Oh, I'll try and upload that pop-up screen shot as a file.








Many thanks again 

Later.

Ric


----------



## Mike Greene (Aug 2, 2017)

Ric, the missing files dialog says you're missing over 12,000 files (not just the 8 you see listed), which is almost _all_ the files, so this likely means your folder structure is incorrect. That would also explain why you can't hear most notes.

That won't be hard to correct, but it's way easier via email where pictures can be more easily shared. I don't have access to the support email (we have someone who does that specifically), but it sounds like you're already on your way there, so that's probably the best route from here. Let me know if it doesn't get resolved.


----------



## kr236rk (Aug 3, 2017)

Thanks Mike,

Will update 

Ric


----------



## kr236rk (Aug 3, 2017)

kr236rk said:


> Thanks Mike,
> 
> Will update



Update.

Hi Mike,

Your colleague Bill asked me to perform a 'Batch Resolve' which I did. I also performed a manual search of the folder on my desktop containing the Realivox Blue files. After several minutes the Missing Content pop-up reappeared, thousands of files missing, in both cases.

Wherever these files are, they'd be on the C drive - I don't think they'd be that difficult to find, so I am perplexed.

Currently I have paid for a full version of a software which doesn't work. I have sought technical advice and followed it, but it has not resolved the software issue. The software supplied is incomplete, there are tens of thousands of missing files. I am running the latest Windows 10, I can't lay the blame there.

This is now the second day I have been trying to resolve the problem.

Please advise.

Thanks,

Ric


----------



## Mike Greene (Aug 3, 2017)

In the Realivox Blue folder, is there a Samples folder? If so, what is in it?

Be sure you have read the installation instructions, because my guess is that your overall folder structure is incorrect:
http://www.realitone.com/uploads/pdf/RealivoxBlueInstallationGuide.pdf

If you still are having problems, please post a screenshot of your Realivox Blue folder so I can see that it is complete.


----------



## kr236rk (Aug 3, 2017)

Hi,

Thanks Mike.

Well I printed out all the instructions and followed them step by step. That's not to say I may not have slipped up somewhere, no-one is perfect.

Here is the content of the Realivox Blue folder plus expanded folders.

If the missing files are here then the search facility in Kontakt needs reviewing I should think.

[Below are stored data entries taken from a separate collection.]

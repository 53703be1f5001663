// Copyright (c) 2024-2025 DeepGraph Inc.
// SPDX-License-Identifier: Apache-2.0
//
//! Identifier allocators, one per entity class

use std::sync::atomic::{AtomicU64, Ordering};

/// Strictly increasing id counter
#[derive(Debug, Default)]
pub struct IdAllocator {
    next: AtomicU64,
}

impl IdAllocator {
    pub fn new() -> Self {
        Self::default()
    }

    /// Hand out the next id
    pub fn next(&self) -> u64 {
        self.next.fetch_add(1, Ordering::SeqCst)
    }

    /// The id the next call to [`IdAllocator::next`] would return
    pub fn peek(&self) -> u64 {
        self.next.load(Ordering::SeqCst)
    }

    /// Move the counter past `max_existing`; never moves it backwards
    pub fn reseed(&self, max_existing: Option<u64>) {
        if let Some(max) = max_existing {
            self.next.fetch_max(max + 1, Ordering::SeqCst);
        }
    }

    pub(crate) fn reset(&self) {
        self.next.store(0, Ordering::SeqCst);
    }
}

/// All allocators owned by a catalog instance
#[derive(Debug, Default)]
pub struct IdAllocators {
    pub namespace: IdAllocator,
    pub entity: IdAllocator,
    pub column: IdAllocator,
    pub key: IdAllocator,
    pub constraint: IdAllocator,
    pub foreign_key: IdAllocator,
    pub index: IdAllocator,
    pub adapter: IdAllocator,
    pub partition_group: IdAllocator,
    pub partition: IdAllocator,
    pub physical_position: IdAllocator,
}

impl IdAllocators {
    pub(crate) fn reset_all(&self) {
        for allocator in [
            &self.namespace,
            &self.entity,
            &self.column,
            &self.key,
            &self.constraint,
            &self.foreign_key,
            &self.index,
            &self.adapter,
            &self.partition_group,
            &self.partition,
            &self.physical_position,
        ] {
            allocator.reset();
        }
    }
}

Please let me know if there is anything glaringly obvious which is missing from the folders?

Thanks again,

Ric


----------



## Mike Greene (Aug 3, 2017)

These pictures are helpful, because now I see the problem. In your Samples folder, you have a Blue.nkc file (size = 1 KB) and a Blue.nkr file (size = 0 KB). Those two files _should_ be 798 KB and 1.92 _Giga_Bytes, respectively. Just a teeeeeensy bit off. 

Those files are where the bulk of the samples are stored, so since they are basically empty, that's why you're missing so many notes. The only notes you're hearing now are the ones in the "Additional Samples" folder, which is only a tiny fraction of the samples.

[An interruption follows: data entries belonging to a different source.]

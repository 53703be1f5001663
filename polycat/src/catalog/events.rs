// Copyright (c) 2024-2025 DeepGraph Inc.
// SPDX-License-Identifier: Apache-2.0
//
//! Change notifications
//!
//! Every add, replace and delete emits one [`CatalogEvent`] carrying the old and
//! the new value. Listeners run synchronously inside the catalog's critical
//! section and must not call back into the catalog.

use super::entities::*;
use super::error::{CatalogError, CatalogResult};
use parking_lot::RwLock;
use std::collections::HashMap;
use std::fmt;
use std::str::FromStr;
use std::sync::Arc;

/// Old and new value of one entity; `old == None` on create, `new == None` on delete
#[derive(Debug, Clone, PartialEq)]
pub struct Change<T> {
    pub old: Option<T>,
    pub new: Option<T>,
}

impl<T> Change<T> {
    pub fn created(new: T) -> Self {
        Self {
            old: None,
            new: Some(new),
        }
    }

    pub fn replaced(old: T, new: T) -> Self {
        Self {
            old: Some(old),
            new: Some(new),
        }
    }

    pub fn deleted(old: T) -> Self {
        Self {
            old: Some(old),
            new: None,
        }
    }
}

#[derive(Debug, Clone, PartialEq)]
pub enum CatalogEvent {
    Namespace(Change<Namespace>),
    Table(Change<Table>),
    Column(Change<Column>),
    ColumnPlacement(Change<ColumnPlacement>),
    DataPlacement(Change<DataPlacement>),
    PartitionPlacement(Change<PartitionPlacement>),
    Partition(Change<Partition>),
    PartitionGroup(Change<PartitionGroup>),
    Key(Change<Key>),
    ForeignKey(Change<ForeignKey>),
    Constraint(Change<Constraint>),
    Index(Change<Index>),
    Adapter(Change<Adapter>),
    Graph(Change<Graph>),
    GraphAlias(Change<String>),
    GraphPlacement(Change<GraphPlacement>),
}

impl CatalogEvent {
    pub fn kind(&self) -> EventKind {
        match self {
            CatalogEvent::Namespace(_) => EventKind::Namespace,
            CatalogEvent::Table(_) => EventKind::Table,
            CatalogEvent::Column(_) => EventKind::Column,
            CatalogEvent::ColumnPlacement(_) => EventKind::ColumnPlacement,
            CatalogEvent::DataPlacement(_) => EventKind::DataPlacement,
            CatalogEvent::PartitionPlacement(_) => EventKind::PartitionPlacement,
            CatalogEvent::Partition(_) => EventKind::Partition,
            CatalogEvent::PartitionGroup(_) => EventKind::PartitionGroup,
            CatalogEvent::Key(_) => EventKind::Key,
            CatalogEvent::ForeignKey(_) => EventKind::ForeignKey,
            CatalogEvent::Constraint(_) => EventKind::Constraint,
            CatalogEvent::Index(_) => EventKind::Index,
            CatalogEvent::Adapter(_) => EventKind::Adapter,
            CatalogEvent::Graph(_) => EventKind::Graph,
            CatalogEvent::GraphAlias(_) => EventKind::GraphAlias,
            CatalogEvent::GraphPlacement(_) => EventKind::GraphPlacement,
        }
    }
}

/// Event name a listener subscribes to
#[derive(Debug, Clone, Copy, PartialEq, Eq, Hash)]
pub enum EventKind {
    Namespace,
    Table,
    Column,
    ColumnPlacement,
    DataPlacement,
    PartitionPlacement,
    Partition,
    PartitionGroup,
    Key,
    ForeignKey,
    Constraint,
    Index,
    Adapter,
    Graph,
    GraphAlias,
    GraphPlacement,
}

impl EventKind {
    pub const ALL: [EventKind; 16] = [
        EventKind::Namespace,
        EventKind::Table,
        EventKind::Column,
        EventKind::ColumnPlacement,
        EventKind::DataPlacement,
        EventKind::PartitionPlacement,
        EventKind::Partition,
        EventKind::PartitionGroup,
        EventKind::Key,
        EventKind::ForeignKey,
        EventKind::Constraint,
        EventKind::Index,
        EventKind::Adapter,
        EventKind::Graph,
        EventKind::GraphAlias,
        EventKind::GraphPlacement,
    ];

    pub fn as_str(&self) -> &'static str {
        match self {
            EventKind::Namespace => "namespace",
            EventKind::Table => "table",
            EventKind::Column => "column",
            EventKind::ColumnPlacement => "columnPlacement",
            EventKind::DataPlacement => "dataPlacement",
            EventKind::PartitionPlacement => "partitionPlacement",
            EventKind::Partition => "partition",
            EventKind::PartitionGroup => "partitionGroup",
            EventKind::Key => "key",
            EventKind::ForeignKey => "foreignKey",
            EventKind::Constraint => "constraint",
            EventKind::Index => "index",
            EventKind::Adapter => "adapter",
            EventKind::Graph => "graph",
            EventKind::GraphAlias => "graphAlias",
            EventKind::GraphPlacement => "graphPlacement",
        }
    }
}

impl fmt::Display for EventKind {
    fn fmt(&self, f: &mut fmt::Formatter<'_>) -> fmt::Result {
        f.write_str(self.as_str())
    }
}

impl FromStr for EventKind {
    type Err = CatalogError;

    fn from_str(s: &str) -> Result<Self, Self::Err> {
        EventKind::ALL
            .iter()
            .find(|kind| kind.as_str() == s)
            .copied()
            .ok_or_else(|| CatalogError::InvalidParameters(format!("unknown event name '{}'", s)))
    }
}

/// Receiver of catalog change notifications
pub trait CatalogListener: Send + Sync {
    fn on_event(&self, event: &CatalogEvent);
}

impl<F> CatalogListener for F
where
    F: Fn(&CatalogEvent) + Send + Sync,
{
    fn on_event(&self, event: &CatalogEvent) {
        self(event)
    }
}

/// Handle returned on registration, used to unsubscribe
#[derive(Debug, Clone, Copy, PartialEq, Eq, Hash)]
pub struct ListenerId(u64);

struct Subscription {
    id: ListenerId,
    kind: Option<EventKind>,
    listener: Arc<dyn CatalogListener>,
}

/// Listener registry and synchronous dispatcher
#[derive(Default)]
pub struct EventBus {
    subscriptions: RwLock<Vec<Subscription>>,
    next_id: RwLock<u64>,
}

impl EventBus {
    pub fn new() -> Self {
        Self::default()
    }

    /// Subscribe to one event kind, or to every kind when `kind` is `None`
    pub fn subscribe(
        &self,
        kind: Option<EventKind>,
        listener: Arc<dyn CatalogListener>,
    ) -> ListenerId {
        let id = {
            let mut next = self.next_id.write();
            let id = ListenerId(*next);
            *next += 1;
            id
        };
        self.subscriptions.write().push(Subscription { id, kind, listener });
        id
    }

    /// Subscribe by event name such as `"table"` or `"columnPlacement"`
    pub fn subscribe_named(
        &self,
        name: &str,
        listener: Arc<dyn CatalogListener>,
    ) -> CatalogResult<ListenerId> {
        let kind = name.parse::<EventKind>()?;
        Ok(self.subscribe(Some(kind), listener))
    }

    pub fn unsubscribe(&self, id: ListenerId) -> bool {
        let mut subs = self.subscriptions.write();
        let before = subs.len();
        subs.retain(|s| s.id != id);
        subs.len() != before
    }

    pub fn listener_count(&self) -> usize {
        self.subscriptions.read().len()
    }

    pub fn emit(&self, event: CatalogEvent) {
        let kind = event.kind();
        let targets: Vec<Arc<dyn CatalogListener>> = self
            .subscriptions
            .read()
            .iter()
            .filter(|s| s.kind.map_or(true, |k| k == kind))
            .map(|s| s.listener.clone())
            .collect();
        for listener in targets {
            listener.on_event(&event);
        }
    }
}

My guess is that the download of the two rar files didn't get completed. They should each be about a gigabyte each.

Download both again, then double-click rar1. That should give you a new Realivox Blue folder with the correct size Blue.nkc and Blue.nkr files.


----------



## kr236rk (Aug 3, 2017)

Thanks Mike,

Will try to backtrack to the download and update.

Ric


----------



## kr236rk (Aug 3, 2017)

Update.

Negative Mike.

Am using a _RAR OPENER 'Open RAR' _software to open File 1. It opens the file, the Realivox Blue file is created, and you get the same empty folders.

Please suggest a software to open these files properly and one that is safe and compatible with Windows 10, and I will try again.

Btw, should anything be zipped or unzipped please?

Many thanks,

Ric


----------



## Mike Greene (Aug 3, 2017)

First, how big are the two rar files? If they're not about a gigabyte each, then your download didn't get completed.

For unpacking, most people report good results with 7-zip: http://www.7-zip.org


----------



## elpedro (Aug 3, 2017)

Winrar gives me the best results on windows 7-zip is good too...


----------



## kr236rk (Aug 3, 2017)

Thanks. I just found 7 Zip after googling RARs and am about to open it on my DAW. It might have been an idea for Realitone let people know you need a RAR for this operation, if I'd known I'd have sorted something several days ago. The advertised default RAR at Windows 10 is obviously useless and strips files of their content. One of those all important Realivox folders is basically empty. Will update.


----------



## kr236rk (Aug 3, 2017)

Okay, I think I've been through enough thanks.

On day three, 7 Zip extracted the first file but glitched on the second one - and delivered empty files again. Screenshot refers.






I am convinced Realivox is a fine software but the mechanism for installing it in this instance just does not work.

How do I organise a full refund please?

Thanks again,

Ric


----------



## Mike Greene (Aug 3, 2017)

No problem. I've processed the refund.


----------



## kr236rk (Aug 3, 2017)

Thanks Mike, I will continue trying for vocal software and maybe try Realitone again some day - thanks to you & Bill for trying to sort the issue anyhow


----------



## kr236rk (Aug 4, 2017)

Many thanks


----------